Alain Lambert, (left photo left) Founder and Chairman of the Conservation Finance Alliance and Conservation Finance Expert of UNEP Division of the Global Environment Facility (GEF), recommended clarifying the definition of beneficiaries and direct and indirect users of ecosystem services. He highlighted the negative impact of bad governance on providing ecosystem services. 

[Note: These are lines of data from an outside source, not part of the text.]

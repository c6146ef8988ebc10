//! Delivery client for the vibex.sh ingest API.
//!
//! [`VibexClient`] owns a configuration snapshot, the enabled/disabled state
//! and a [`Transport`]. Each [`send_log`](VibexClient::send_log) performs at
//! most one synchronous POST and reports a [`SendOutcome`]; no error ever
//! reaches the caller.
//!
//! # Outcome classification
//!
//! - **2xx**: [`SendOutcome::Sent`].
//! - **401/403**: the kill switch trips; this and every later call report
//!   [`SendOutcome::Killed`] and [`SendOutcome::Skipped`] respectively.
//! - **429**: [`SendOutcome::RateLimited`]; the log is dropped.
//! - **Other status or transport failure**: [`SendOutcome::Failed`].
//!
//! There is no retry, queue or background thread. A dropped log is dropped.

mod builder;
mod config;
mod envelope;
mod outcome;
mod state;
mod status;
mod transport;


use std::sync::Arc;

use log::{debug, warn};
use serde::Serialize;

pub use builder::{BuildError, VibexClientBuilder};
pub use config::{
    API_URL_ENV, DEFAULT_API_URL, DEFAULT_CONNECT_TIMEOUT, DEFAULT_REQUEST_TIMEOUT,
    SESSION_ID_ENV, TOKEN_ENV, VibexConfig, WORKER_URL_ENV,
};
pub use envelope::LogEnvelope;
pub use outcome::{DeliveryError, SendOutcome};
pub use state::{ClientState, DisableReason};
pub use status::{ClientStatus, mask_token};
pub use transport::{HttpTransport, Transport, TransportError};

use crate::{console::ConsoleSink, rate_limited_warner::RateLimitedWarner};
use outcome::classify_status;
use state::StateCell;

/// Fail-safe client shipping single logs to the ingest API.
///
/// The client is `Send + Sync`; share it behind an [`Arc`] when several
/// handlers should observe the same kill switch.
pub struct VibexClient {
    config: VibexConfig,
    state: StateCell,
    transport: Arc<dyn Transport>,
    diagnostics: ConsoleSink,
    verbose: bool,
    warner: RateLimitedWarner,
}

impl VibexClient {
    /// Construct a quiet client with default timeouts.
    pub fn new(config: VibexConfig) -> Self {
        let transport = HttpTransport::new(DEFAULT_CONNECT_TIMEOUT, DEFAULT_REQUEST_TIMEOUT);
        Self::from_parts(
            config,
            Arc::new(transport),
            ConsoleSink::stderr(),
            false,
            RateLimitedWarner::default(),
        )
    }

    /// Construct a client from `VIBEX_*` environment variables.
    pub fn from_env() -> Self {
        Self::new(VibexConfig::from_env())
    }

    pub fn builder() -> VibexClientBuilder {
        VibexClientBuilder::new()
    }

    pub(crate) fn from_parts(
        config: VibexConfig,
        transport: Arc<dyn Transport>,
        diagnostics: ConsoleSink,
        verbose: bool,
        warner: RateLimitedWarner,
    ) -> Self {
        let initial = if config.is_valid() {
            ClientState::Enabled
        } else {
            ClientState::Disabled(DisableReason::InvalidConfig)
        };
        let client = Self {
            config,
            state: StateCell::new(initial),
            transport,
            diagnostics,
            verbose,
            warner,
        };
        client.announce_startup();
        client
    }

    fn announce_startup(&self) {
        if self.config.is_valid() {
            debug!("Vibex SDK enabled");
            if self.verbose {
                for line in status::startup_banner(&self.config) {
                    self.diagnostics.write_line(&line);
                }
                self.diagnostics.write_line("Vibex SDK enabled and ready");
            }
        } else {
            let missing = self.config.missing().join(", ");
            debug!("Vibex SDK disabled: Missing configuration: {missing}");
            if self.verbose {
                self.diagnostics
                    .write_line(&format!("Vibex SDK disabled: Missing configuration: {missing}"));
            }
        }
    }

    pub fn config(&self) -> &VibexConfig {
        &self.config
    }

    pub fn state(&self) -> ClientState {
        self.state.load()
    }

    /// `true` while the client may still send.
    pub fn is_enabled(&self) -> bool {
        self.state().is_enabled()
    }

    pub fn status(&self) -> ClientStatus {
        ClientStatus::capture(&self.config, self.state())
    }

    /// Write a one-line status summary to the diagnostics sink.
    pub fn print_status(&self) {
        self.diagnostics.write_line(&self.status().summary());
    }

    /// Ship one log stamped with the current time.
    pub fn send_log<P>(&self, kind: &str, payload: &P) -> SendOutcome
    where
        P: Serialize + ?Sized,
    {
        self.send_log_at(kind, payload, None)
    }

    /// Ship one log with an explicit millisecond timestamp.
    ///
    /// Disabled clients return [`SendOutcome::Skipped`] without touching the
    /// transport.
    pub fn send_log_at<P>(&self, kind: &str, payload: &P, timestamp: Option<i64>) -> SendOutcome
    where
        P: Serialize + ?Sized,
    {
        if !self.is_enabled() {
            return SendOutcome::Skipped;
        }
        match self.deliver(kind, payload, timestamp) {
            Ok(()) => SendOutcome::Sent,
            Err(err) => self.absorb(&err),
        }
    }

    fn deliver<P>(&self, kind: &str, payload: &P, timestamp: Option<i64>) -> Result<(), DeliveryError>
    where
        P: Serialize + ?Sized,
    {
        let (Some(token), Some(session_id)) = (self.config.token(), self.config.session_id())
        else {
            return Err(DeliveryError::ConfigInvalid {
                missing: self.config.missing(),
            });
        };
        let body = LogEnvelope::new(kind, payload, session_id, timestamp).to_json()?;
        let status = self.transport.post(self.config.api_url(), token, &body)?;
        classify_status(status)
    }

    fn absorb(&self, err: &DeliveryError) -> SendOutcome {
        let outcome = err.outcome();
        match err {
            DeliveryError::AuthRejected(_) => {
                if self.state.kill() {
                    let message = format!("Vibex SDK permanently disabled: {err}");
                    warn!("{message}");
                    self.report(&message);
                }
                return outcome;
            }
            DeliveryError::ConfigInvalid { .. } => return outcome,
            DeliveryError::Transport(_) => {
                debug!("Vibex SDK: Error sending log: {err}");
            }
            _ => {}
        }
        self.report(&format!("Vibex SDK: dropping log: {err}"));
        self.warner.record_drop();
        self.warner.warn_if_due(|count| {
            warn!("Vibex SDK dropped {count} logs (latest: {err})");
        });
        outcome
    }

    fn report(&self, message: &str) {
        if self.verbose {
            self.diagnostics.write_line(message);
        }
    }
}

impl Drop for VibexClient {
    fn drop(&mut self) {
        self.warner.flush(|count| {
            warn!("Vibex SDK dropped {count} logs in the last interval");
        });
    }
}

impl std::fmt::Debug for VibexClient {
    fn fmt(&self, f: &mut std::fmt::Formatter<'_>) -> std::fmt::Result {
        f.debug_struct("VibexClient")
            .field("api_url", &self.config.api_url())
            .field("state", &self.state())
            .field("verbose", &self.verbose)
            .finish_non_exhaustive()
    }
}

In the following discussion, Steve Polasky, University of Minnesota, enquired about the need for private goods in attracting private financing. Forgách
replied that the private sector is willing to fund projects on public goods, reporting that in the case of the Panama Canal the intervention of the government followed the initiative of the private sector. He highlighted the importance of the government's willingness to use a conservation trust or other compensation mechanisms. Ivan Bond, International Institute for Environment and Development (IIED), enquired whether public and private finance models can converge and require the same scientific input. Erwin Bulte, UN Food and Agricultural Organization (FAO), reported on FAO research project on agro-ecosystems services, highlighting water and health components and a system of incentives including capacity building. Jeff Sayer, World Wildlife Fund (WWF), stressed the difficulty in achieving payments for ecosystem services in the poorest countries.

Above photos L-R:
Jeff Sayer, WWF; Ivan Bond, IIED; Steve Polasky, University of Minnesota and Erwin Bulte, FAO

Kaveh Zahedi,(above left) UNEP/World Conservation Monitoring Centre (WCMC), enquired about drivers for action and change, and Forgách replied that it is a question of leadership, emphasizing the need to find a common ground for the private and public sectors. He recommended that the public sector concentrate on governance and the private sector on banking. Leonard Hirsch, (above right) Smithsonian Institution, wondered whether individuals or the community as a whole should pay for each ecosystem service, underscoring the need to ensure that all countries have access and can tap into the ecosystem services market. Lambert specified that services should be charged if the good is being over-used.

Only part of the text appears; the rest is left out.